The follow-up for this study is 2 years, although patients are provided with the option to participate in long-term follow-up that will continue through 13 years.

At baseline, 46% of those in the cohort of patients less than 12 years (pediatric cohort) were male, as well as 64% of those in the cohort of patients between 12 years and 18 years (adolescent cohort). The median age at assent in the 2 cohorts was 8 years and 15 years, respectively. “Most of the patients had mild to moderate liver iron loading, but there was no cardiac iron loading,” noted Walters.

Additionally, 77% had the non-β0/β0 genotype in the pediatric cohort versus 64% of those in the adolescent cohort; 23% and 36% of patients, respectively, had the β0/β0 genotype. Only 1 patient had a splenectomy prior to trial enrollment and the majority of participants commenced red cell transfusions within their first year of life, added Walters.

The majority of patients had sufficient stem cells mobilized and collected after only 1 mobilization cycle (86%, pediatric; 83%, adolescent), while a smaller fraction required 2 cycles to collect enough cells for product manufacturing (14% and 17%, respectively). The vector copy number was 2.6 in the pediatric group and 3.3 in the adolescent group, and 70% versus 82%, respectively, had CD34-positive cells transduced. The estimated daily average area under the curve over the course of 4 days was 4164 μM*min and 4471 μM*min, respectively.

Regarding hematological recovery following infusion, no difference was observed between the 2 subgroups. Absolute neutrophil count of greater than 500 cells/μL or greater was observed at day 26, while platelets of over 20,000 were observed around day 50. “Natural killer cells were the first to recover, and CD4 cells took the longest to recover,” said Walters. “However, all the lymphocytes had recovered by 6 to 9 months post infusion.”

All patients in the adolescent subgroup achieved transfusion independence with beti-cel, with a duration of ongoing independence of 14.9 months (range, 12.2-21.6). Four of 6 patients in the pediatric subgroup achieved transfusion independence, with a duration of 15.2 months (range, 12.3-17.7).

Moreover, the majority of the total Hb was found to be comprised of HbA787Q in patients who achieved transfusion independence, particularly those in the adolescent group. “The younger group had somewhat lower levels of HbA787Q,” noted Walters.

Investigators also evaluated improvement in ineffective erythropoiesis in patients who achieved transfusion independence. “This was expressed as the level of the soluble transferrin receptor in the blood and absolute reticulocyte count,” explained Walters. “In most of the individuals there were improvements, although not all the patients moved back into the normal range.”
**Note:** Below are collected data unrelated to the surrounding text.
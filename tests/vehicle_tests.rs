//! Vehicle movement, stop line, left-turn yielding and exit counting

use std::collections::HashSet;
use std::f32::consts::{FRAC_PI_2, PI};
use std::sync::Arc;

use crossroads_sim::simulation::{
    Direction, HoldReason, IntersectionSim, ManualClock, NullObserver, SignalState, SimConfig,
    SimVehicle, TrafficView, TurnIntent, VehicleClass, VehicleId, CAR_LENGTH, FOLLOWING_GAP,
    LANE_OFFSET, SPAWN_DISTANCE, STOP_LINE_DISTANCE,
};

/// A simulation whose clock never moves, so north-south stays green
fn frozen_sim() -> (IntersectionSim, Arc<ManualClock>) {
    let clock = Arc::new(ManualClock::new(0));
    let mut sim = IntersectionSim::with_clock_and_seed(SimConfig::default(), clock.clone(), 1);
    sim.set_spawning(false);
    (sim, clock)
}

fn find(sim: &IntersectionSim, id: VehicleId) -> Option<&SimVehicle> {
    sim.vehicles().iter().find(|vehicle| vehicle.id == id)
}

#[test]
fn test_vehicle_spawns_in_right_hand_lane() {
    let (mut sim, _clock) = frozen_sim();
    let north = sim.spawn_vehicle(Direction::North, VehicleClass::Car, TurnIntent::Straight);
    let east = sim.spawn_vehicle(Direction::East, VehicleClass::Truck, TurnIntent::Left);

    let vehicle = find(&sim, north).expect("north vehicle exists");
    assert_eq!(vehicle.position.x, LANE_OFFSET);
    assert_eq!(vehicle.position.z, SPAWN_DISTANCE);
    assert_eq!(vehicle.heading, PI);
    assert_eq!(vehicle.speed, SimConfig::default().car_speed);
    assert!(!vehicle.crossed);

    let truck = find(&sim, east).expect("east vehicle exists");
    assert_eq!(truck.position.x, -SPAWN_DISTANCE);
    assert_eq!(truck.position.z, LANE_OFFSET);
    assert_eq!(truck.speed, SimConfig::default().truck_speed);
    assert_eq!(sim.stats().vehicles_spawned, 2);
}

#[test]
fn test_north_car_exits_on_tick_1299() {
    let (mut sim, _clock) = frozen_sim();
    let id = sim.spawn_vehicle(Direction::North, VehicleClass::Car, TurnIntent::Straight);

    // The lane offset puts the car at (2, 30), so the exit radius is
    // crossed at |z| > 34.943 rather than after a flat 65 units
    for _ in 0..1298 {
        sim.tick(&mut NullObserver);
    }
    let vehicle = find(&sim, id).expect("still inside the exit radius");
    assert!(vehicle.crossed);
    assert!(vehicle.position.x.hypot(vehicle.position.z) <= 35.0);
    assert_eq!(sim.vehicles_passed(), 0);

    sim.tick(&mut NullObserver);
    assert!(find(&sim, id).is_none(), "vehicle should exit on tick 1299");
    assert_eq!(sim.vehicles_passed(), 1);
    assert_eq!(sim.stats().vehicles_exited_uncrossed, 0);
}

#[test]
fn test_vehicle_holds_at_red_stop_line() {
    let (mut sim, clock) = frozen_sim();
    let id = sim.spawn_vehicle(Direction::East, VehicleClass::Car, TurnIntent::Straight);
    assert_eq!(sim.signal_for(Direction::East), SignalState::Red);

    for _ in 0..1000 {
        sim.tick(&mut NullObserver);
        let vehicle = find(&sim, id).expect("vehicle waits at the light");
        assert!(vehicle.remaining_to_center() >= STOP_LINE_DISTANCE - 1e-3);
    }
    let vehicle = find(&sim, id).expect("vehicle waits at the light");
    assert!((vehicle.remaining_to_center() - STOP_LINE_DISTANCE).abs() < 1e-3);
    assert_eq!(vehicle.last_hold, Some(HoldReason::RedSignal));
    assert!(!vehicle.crossed);
    assert!(sim.stats().red_hold_ticks > 0);

    // Through yellow into east-west green
    clock.set(5000);
    sim.tick(&mut NullObserver);
    assert_eq!(sim.signal_for(Direction::East), SignalState::Red);
    clock.set(7000);
    sim.tick(&mut NullObserver);
    assert_eq!(sim.signal_for(Direction::East), SignalState::Green);

    for _ in 0..200 {
        sim.tick(&mut NullObserver);
    }
    let vehicle = find(&sim, id).expect("vehicle still on the map");
    assert!(vehicle.crossed);
}

#[test]
fn test_crossed_vehicle_ignores_red() {
    let (mut sim, clock) = frozen_sim();
    let id = sim.spawn_vehicle(Direction::South, VehicleClass::Car, TurnIntent::Straight);

    // Past the centre while still green
    for _ in 0..620 {
        sim.tick(&mut NullObserver);
    }
    assert!(find(&sim, id).map_or(false, |v| v.crossed));

    clock.set(5000);
    sim.tick(&mut NullObserver);
    clock.set(7000);
    sim.tick(&mut NullObserver);
    assert_eq!(sim.signal_for(Direction::South), SignalState::Red);

    let before = find(&sim, id).map(|v| v.position).expect("vehicle present");
    sim.tick(&mut NullObserver);
    let after = find(&sim, id).map(|v| v.position).expect("vehicle present");
    assert!(after.z > before.z, "crossed vehicle keeps driving south");
}

#[test]
fn test_following_vehicle_keeps_gap() {
    let (mut sim, _clock) = frozen_sim();
    let lead = sim.spawn_vehicle(Direction::West, VehicleClass::Car, TurnIntent::Straight);
    let follower = sim.spawn_vehicle(Direction::West, VehicleClass::Car, TurnIntent::Straight);
    let required = CAR_LENGTH + FOLLOWING_GAP;

    sim.tick(&mut NullObserver);
    let waiting = find(&sim, follower).expect("follower present");
    assert_eq!(waiting.last_hold, Some(HoldReason::Following));

    // West is red: the queue forms behind the stop line
    let mut previous = 0.0;
    for _ in 0..1000 {
        sim.tick(&mut NullObserver);
        let a = find(&sim, lead).expect("lead present");
        let b = find(&sim, follower).expect("follower present");
        let spacing = b.remaining_to_center() - a.remaining_to_center();
        assert!(spacing >= required.min(previous) - 1e-3);
        previous = spacing;
    }

    let a = find(&sim, lead).expect("lead present");
    let b = find(&sim, follower).expect("follower present");
    assert!((a.remaining_to_center() - STOP_LINE_DISTANCE).abs() < 1e-3);
    assert!((b.remaining_to_center() - a.remaining_to_center() - required).abs() < 1e-2);
    assert!(sim.stats().following_hold_ticks > 0);
}

#[test]
fn test_left_turner_yields_to_oncoming() {
    let (mut sim, _clock) = frozen_sim();
    let turner = sim.spawn_vehicle(Direction::North, VehicleClass::Car, TurnIntent::Left);
    let oncoming = sim.spawn_vehicle(Direction::South, VehicleClass::Car, TurnIntent::Straight);

    let mut yielded = false;
    let mut turned = false;
    for _ in 0..1000 {
        sim.tick(&mut NullObserver);
        let vehicle = find(&sim, turner).expect("turner stays on the map");
        if vehicle.last_hold == Some(HoldReason::Yielding) {
            yielded = true;
            assert!(!vehicle.turning);
        }
        if vehicle.turning {
            turned = true;
            if let Some(other) = find(&sim, oncoming) {
                assert!(
                    other.remaining_to_center() < -9.9,
                    "turned while oncoming vehicle was near the centre"
                );
            }
            assert!(vehicle.heading > PI);
            assert!(vehicle.heading <= PI + FRAC_PI_2 + 1e-4);
        }
    }
    assert!(yielded, "left turner should have waited");
    assert!(turned, "left turner should turn once the road is clear");
    assert!(sim.stats().yield_hold_ticks > 0);
}

#[test]
fn test_opposing_left_turners_do_not_deadlock() {
    let (mut sim, _clock) = frozen_sim();
    let north = sim.spawn_vehicle(Direction::North, VehicleClass::Car, TurnIntent::Left);
    let south = sim.spawn_vehicle(Direction::South, VehicleClass::Car, TurnIntent::Left);

    let mut closest = f32::MAX;
    let mut both_turned = false;
    for _ in 0..2000 {
        sim.tick(&mut NullObserver);
        match (find(&sim, north), find(&sim, south)) {
            (Some(a), Some(b)) => {
                both_turned |= a.turning && b.turning;
                let dx = a.position.x - b.position.x;
                let dz = a.position.z - b.position.z;
                closest = closest.min(dx.hypot(dz));
            }
            (None, None) => break,
            _ => {}
        }
    }

    // A near miss: the turning paths pass within about 1.7 units
    assert!(both_turned, "both turners should be turning at once");
    assert!(closest > 1.0 && closest < CAR_LENGTH + FOLLOWING_GAP);
    assert_eq!(sim.vehicles_passed(), 2);
    assert!(sim.vehicles().is_empty());
}

#[test]
fn test_turn_heading_caps_at_quarter_turn() {
    let (mut sim, clock) = frozen_sim();
    clock.set(5000);
    sim.tick(&mut NullObserver);
    clock.set(7000);
    sim.tick(&mut NullObserver);
    assert_eq!(sim.signal_for(Direction::East), SignalState::Green);

    let turner = sim.spawn_vehicle(Direction::East, VehicleClass::Car, TurnIntent::Left);
    let mut max_heading = f32::MIN;
    let mut exited = false;
    for _ in 0..2000 {
        sim.tick(&mut NullObserver);
        match find(&sim, turner) {
            Some(vehicle) => max_heading = max_heading.max(vehicle.heading),
            None => {
                exited = true;
                break;
            }
        }
    }

    assert!(exited, "turned vehicle should leave the map");
    let full = Direction::East.heading() + FRAC_PI_2;
    assert!((max_heading - full).abs() < 1e-4);
    assert_eq!(sim.vehicles_passed(), 1);
}

#[test]
fn test_vehicle_invariants_over_seeded_run() {
    let clock = Arc::new(ManualClock::new(0));
    let config = SimConfig {
        spawn_rate: 3.0,
        left_turn_probability: 0.4,
        ..SimConfig::default()
    };
    let mut sim = IntersectionSim::with_clock_and_seed(config, clock.clone(), 42);
    let mut crossed: HashSet<VehicleId> = HashSet::new();

    for _ in 0..15_000 {
        let before: Vec<SimVehicle> = sim.vehicles().to_vec();
        let view = TrafficView::capture(before.iter());

        clock.advance(16);
        sim.tick(&mut NullObserver);
        let signals = sim.signals();

        for vehicle in sim.vehicles() {
            assert!(
                !crossed.contains(&vehicle.id) || vehicle.crossed,
                "crossed flag was cleared"
            );
            if vehicle.crossed {
                crossed.insert(vehicle.id);
            }

            let Some(old) = before.iter().find(|v| v.id == vehicle.id) else {
                continue;
            };

            if vehicle.turning && !old.turning {
                assert!(
                    !view.has_oncoming_traffic(old),
                    "vehicle {:?} turned into oncoming traffic",
                    vehicle.id
                );
            }

            let stopped_by_light = !old.crossed
                && !old.turning
                && old.intent == TurnIntent::Straight
                && signals.get(vehicle.direction) != SignalState::Green
                && old.remaining_to_center() >= STOP_LINE_DISTANCE;
            if stopped_by_light {
                assert!(
                    vehicle.remaining_to_center() >= STOP_LINE_DISTANCE - 1e-3,
                    "vehicle {:?} ran the light",
                    vehicle.id
                );
            }
        }
    }

    let stats = sim.stats();
    assert!(stats.vehicles_passed > 0);
    assert_eq!(
        stats.vehicles_spawned,
        stats.vehicles_passed + stats.vehicles_exited_uncrossed + sim.vehicles().len() as u64
    );
}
The safety profile of beti-cel was as expected following myeloablative busulfan, noted Walters. The most frequently reported non-hematologic grade 3 or higher toxicities included stomatitis (58%), febrile neutropenia (50%), and decreased appetite (21%). Serious adverse effects (AEs) included pyrexia (13%), febrile neutropenia (8%), and neutropenia (8%).

Toxicities determined to potentially be associated with the gene therapy were grade 1 tachycardia (n = 1) and grade 1 abdominal pain (n = 2) on the day of infusion and grade 3 thrombocytopenia (n = 1) following infusion, although this was not determined to be a serious case. Veno-occlusive liver disease was treated with defibrotide in 3 patients; although all cases resolved, 2 of these cases were determined to be serious.

No graft failure was observed, and all participants were alive at last follow-up, Walters concluded.

References

1. Walters MC, Kwiatkowski JL, Porter JB, et al. Safety and efficacy in pediatric patients with transfusion-dependent β-thalassemia (TDT) receiving betibeglogene autotemcel (beti-cel; LentiGlobin for β-thalassemia) gene therapy in the phase 3 HGB-207 (Northstar-2) and HGB-212 (Northstar-3) studies. Presented at: 2021 Transplantation & Cellular Therapy Meetings; February 8-12, 2021; Virtual. Abstract 122.